I wrapped up in 8 hours and Zacc in a bit less.  We both had enough leukocytes to give that we didn't have to donate again the next day.  It sucks having to go to the bathroom not in a bathroom and with one hand but  I had to manage with a drawn curtain.  Zacc, the human camel, managed not to go all day... something the nurses said they had only seen one other time.

Our leukocytes were let loose inside Dad on Friday night around 6PM.  Despite everything he's been through, Dad said he was a bit weirded out by the thought of our cells in him.   Zacc went first to get a head start on hide and seek and me second.  Dad has felt the effects all weekend and says he now has a bond with our childhood living room where we rough housed all day.  We're sure they're being much, much harder on Dad's cancer cells.

10/11/12

John is doing better than the average bear (who is surprised??) with his prep; he has completed 8 of 10 total body irradiations and is still eating and walking although he is beginning to feel a little under the weather at this point.  He is a rosy tan; not too badly burned and none of the old lesions have necrosed creating new sites for infection. 

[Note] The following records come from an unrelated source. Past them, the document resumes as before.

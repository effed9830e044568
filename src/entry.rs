// MIT License - Copyright (c) 2026 Peter Wright
// Config entries and their runtime data

use std::sync::Arc;

use crate::config::{EntryOptions, ListenerSettings, OptionsUpdate, entry_title};
use crate::coordinator::Coordinator;
use crate::devices::zone::ZoneSensor;
use crate::transport::SiaListener;

/// One configured panel.
#[derive(Debug, Clone, PartialEq, Eq)]
pub struct ConfigEntry {
    pub entry_id: String,
    pub title: String,
    pub options: EntryOptions,
}

impl ConfigEntry {
    /// New entry titled after its listening port.
    pub fn new(entry_id: impl Into<String>, options: EntryOptions) -> Self {
        Self {
            entry_id: entry_id.into(),
            title: entry_title(options.port),
            options,
        }
    }

    pub fn listener_settings(&self) -> ListenerSettings {
        ListenerSettings::from_options(&self.options)
    }

    /// Merge an options update. A port change also retitles the entry.
    /// Returns true if anything changed.
    pub fn apply_update(&mut self, update: OptionsUpdate) -> bool {
        let options = self.options.merged(update);
        if options.port != self.options.port {
            self.title = entry_title(options.port);
        }
        let changed = options != self.options;
        self.options = options;
        changed
    }
}

/// Runtime state of a loaded entry.
pub struct LoadedEntry<L: SiaListener> {
    pub coordinator: Coordinator<L>,
    pub sensors: Vec<Arc<ZoneSensor>>,
}

impl<L: SiaListener> LoadedEntry<L> {
    pub fn sensor(&self, entity_id: &str) -> Option<&Arc<ZoneSensor>> {
        self.sensors.iter().find(|sensor| sensor.entity_id() == entity_id)
    }
}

Michael and Zacchary were donating all day today and will donate again all day tomorrow.  John will get two more radiation sessions tomorrow and then he will receive M and Z's T cells to finish off his immune system and stray cancer cells.  This will all take place tomorrow evening.  The T cells may cause flu like symptoms including GI distress and fever over the weekend but we will hope he continues to beat the odds.  I will keep you updated.

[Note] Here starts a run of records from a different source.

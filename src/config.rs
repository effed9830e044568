// MIT License - Copyright (c) 2026 Peter Wright
// Config entry options

use std::collections::BTreeMap;

use serde::{Deserialize, Serialize};

use crate::constants::{DEFAULT_LISTENING_PORT, SIA_PIMA_KEEP_CONNECTED_QUALIFIER, TITLE};
use crate::error::{PimaError, Result};

/// One configured zone slot.
///
/// The slot's position in the zone list decides its zone number. A slot
/// without a name keeps its number but is not presented.
#[derive(Debug, Clone, Default, PartialEq, Eq, Serialize, Deserialize)]
#[serde(from = "ZoneRecord")]
pub struct ZoneConfig {
    pub name: Option<String>,
}

/// Zone slots may be written as a bare string or as a `{ name = ... }` table.
#[derive(Deserialize)]
#[serde(untagged)]
enum ZoneRecord {
    Name(String),
    Table {
        #[serde(default)]
        name: Option<String>,
    },
}

impl From<ZoneRecord> for ZoneConfig {
    fn from(record: ZoneRecord) -> Self {
        match record {
            ZoneRecord::Name(name) => Self { name: Some(name) },
            ZoneRecord::Table { name } => Self { name },
        }
    }
}

impl ZoneConfig {
    pub fn named(name: impl Into<String>) -> Self {
        Self { name: Some(name.into()) }
    }

    /// The name to present, or `None` when the slot is unnamed.
    pub fn display_name(&self) -> Option<&str> {
        self.name.as_deref().filter(|name| !name.is_empty())
    }
}

/// Map configured zone slots to the zones that get presented.
///
/// Zone numbers are list positions starting at 1. Unnamed slots are skipped
/// but still consume their number, so clearing a name in the middle of the
/// list never renumbers the zones after it.
pub fn zone_names(zones: &[ZoneConfig]) -> BTreeMap<u32, String> {
    zones
        .iter()
        .zip(1u32..)
        .filter_map(|(zone, number)| zone.display_name().map(|name| (number, name.to_string())))
        .collect()
}

/// Title given to a config entry listening on `port`.
pub fn entry_title(port: u16) -> String {
    format!("{TITLE} {port}")
}

/// Options of a single config entry (one panel).
#[derive(Debug, Clone, PartialEq, Eq, Serialize, Deserialize)]
pub struct EntryOptions {
    /// TCP port the SIA listener accepts the panel on (default: 10001)
    #[serde(default = "default_port")]
    pub port: u16,
    /// Ordered zone slots; position + 1 is the zone number
    #[serde(default)]
    pub zones: Vec<ZoneConfig>,
}

fn default_port() -> u16 {
    DEFAULT_LISTENING_PORT
}

impl Default for EntryOptions {
    fn default() -> Self {
        Self {
            port: DEFAULT_LISTENING_PORT,
            zones: Vec::new(),
        }
    }
}

impl EntryOptions {
    /// Create a new options builder starting from defaults.
    pub fn builder() -> EntryOptionsBuilder {
        EntryOptionsBuilder::default()
    }

    /// Reject options the listener cannot run with.
    pub fn validate(&self) -> Result<()> {
        if self.port == 0 {
            return Err(PimaError::InvalidPort { port: self.port });
        }
        Ok(())
    }

    /// Zone names in slot order, including empty ones.
    pub fn names(&self) -> Vec<String> {
        self.zones
            .iter()
            .map(|zone| zone.name.clone().unwrap_or_default())
            .collect()
    }

    /// Replace the zone list wholesale from an ordered list of names.
    pub fn set_names<I, S>(&mut self, names: I)
    where
        I: IntoIterator<Item = S>,
        S: Into<String>,
    {
        self.zones = names.into_iter().map(ZoneConfig::named).collect();
    }

    /// Presented zones keyed by zone number.
    pub fn zone_names(&self) -> BTreeMap<u32, String> {
        zone_names(&self.zones)
    }

    /// Apply an options update: fields present in `update` replace the current ones.
    pub fn merged(&self, update: OptionsUpdate) -> Self {
        Self {
            port: update.port.unwrap_or(self.port),
            zones: update.zones.unwrap_or_else(|| self.zones.clone()),
        }
    }
}

/// Partial options submitted by an operator.
#[derive(Debug, Clone, Default, PartialEq, Eq, Deserialize)]
pub struct OptionsUpdate {
    #[serde(default)]
    pub port: Option<u16>,
    #[serde(default)]
    pub zones: Option<Vec<ZoneConfig>>,
}

/// Builder for EntryOptions.
#[derive(Debug, Clone, Default)]
pub struct EntryOptionsBuilder {
    options: EntryOptions,
}

impl EntryOptionsBuilder {
    pub fn port(mut self, port: u16) -> Self {
        self.options.port = port;
        self
    }

    /// Append a named zone slot.
    pub fn zone(mut self, name: impl Into<String>) -> Self {
        self.options.zones.push(ZoneConfig::named(name));
        self
    }

    pub fn zones<I, S>(mut self, names: I) -> Self
    where
        I: IntoIterator<Item = S>,
        S: Into<String>,
    {
        self.options.set_names(names);
        self
    }

    pub fn build(self) -> EntryOptions {
        self.options
    }
}

/// Settings handed to the SIA listener of one config entry.
///
/// Pima panels report under a single account, so one catch-all account with
/// an empty id and no timeband check is registered.
#[derive(Debug, Clone, PartialEq, Eq)]
pub struct ListenerSettings {
    pub port: u16,
    pub account_id: String,
    pub allowed_timeband: Option<(u32, u32)>,
    pub response_qualifier: String,
}

impl ListenerSettings {
    pub fn from_options(options: &EntryOptions) -> Self {
        Self {
            port: options.port,
            account_id: String::new(),
            allowed_timeband: None,
            response_qualifier: SIA_PIMA_KEEP_CONNECTED_QUALIFIER.to_string(),
        }
    }
}

impl Default for ListenerSettings {
    fn default() -> Self {
        Self::from_options(&EntryOptions::default())
    }
}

Thank you all again for your continued love, support and good wishes.  John does check his hotmail account so feel free to email him if you want to.

10/9/12

Just a quick update on our first day here.  After signing the consents, we were admitted yesterday morning.  To get onto or off the floor, everyone has to go through a series of air locks, scrubbing gowning, gloving and masking.  This is repeated every time visitors enter or leave John's room and/or the floor.  John is in 1402 Pavillion which is accessed by entering through the Gibbon Building, taking the elevator to the 9th floor, then the bridge to the Foederrer Pavilion Building, then the elevator to the 14th floor.  You have to use the push plates to open the doors (no handles or pushbars) and wait for the yellow light that indicates the air lock is in use goes off.  And, in John's room, only he can use the bathroom.  This is mostly a primer for Michael and Zacchary if they stop by while donating.  Everyone else should send their positive thoughts and prayers; it seems unlikely he will be up for much visitation.  As in all other regards, he may end up surprising us and doing better than the norm.  For anyone who does come, it will be a good idea to check with the floor nurse to make sure you have completed all the safety precautions the first time through.  Staff is very helpful and friendly.  Visiting hours are not restricted.  All of that said, I still encourage you to visit by email or cell phone instead of in person.  Staff and doctors have reiterated that the more challenging time for family is post discharge when he may need some help and lots of restrictions are still in place.  I'll update you regularly so you know how he is doing and when help might be most needed.

John is having his first radiation treatment right now and this will be the beginning of a nightmarish two weeks; surviving the prep and treatment during the next 12 days is our immediate goal.  Once again, we are hoping he will endure this with much fewer effects than the norm as he did in all his previous chemos.  There really isn't much more to say except thank you for all your support and love.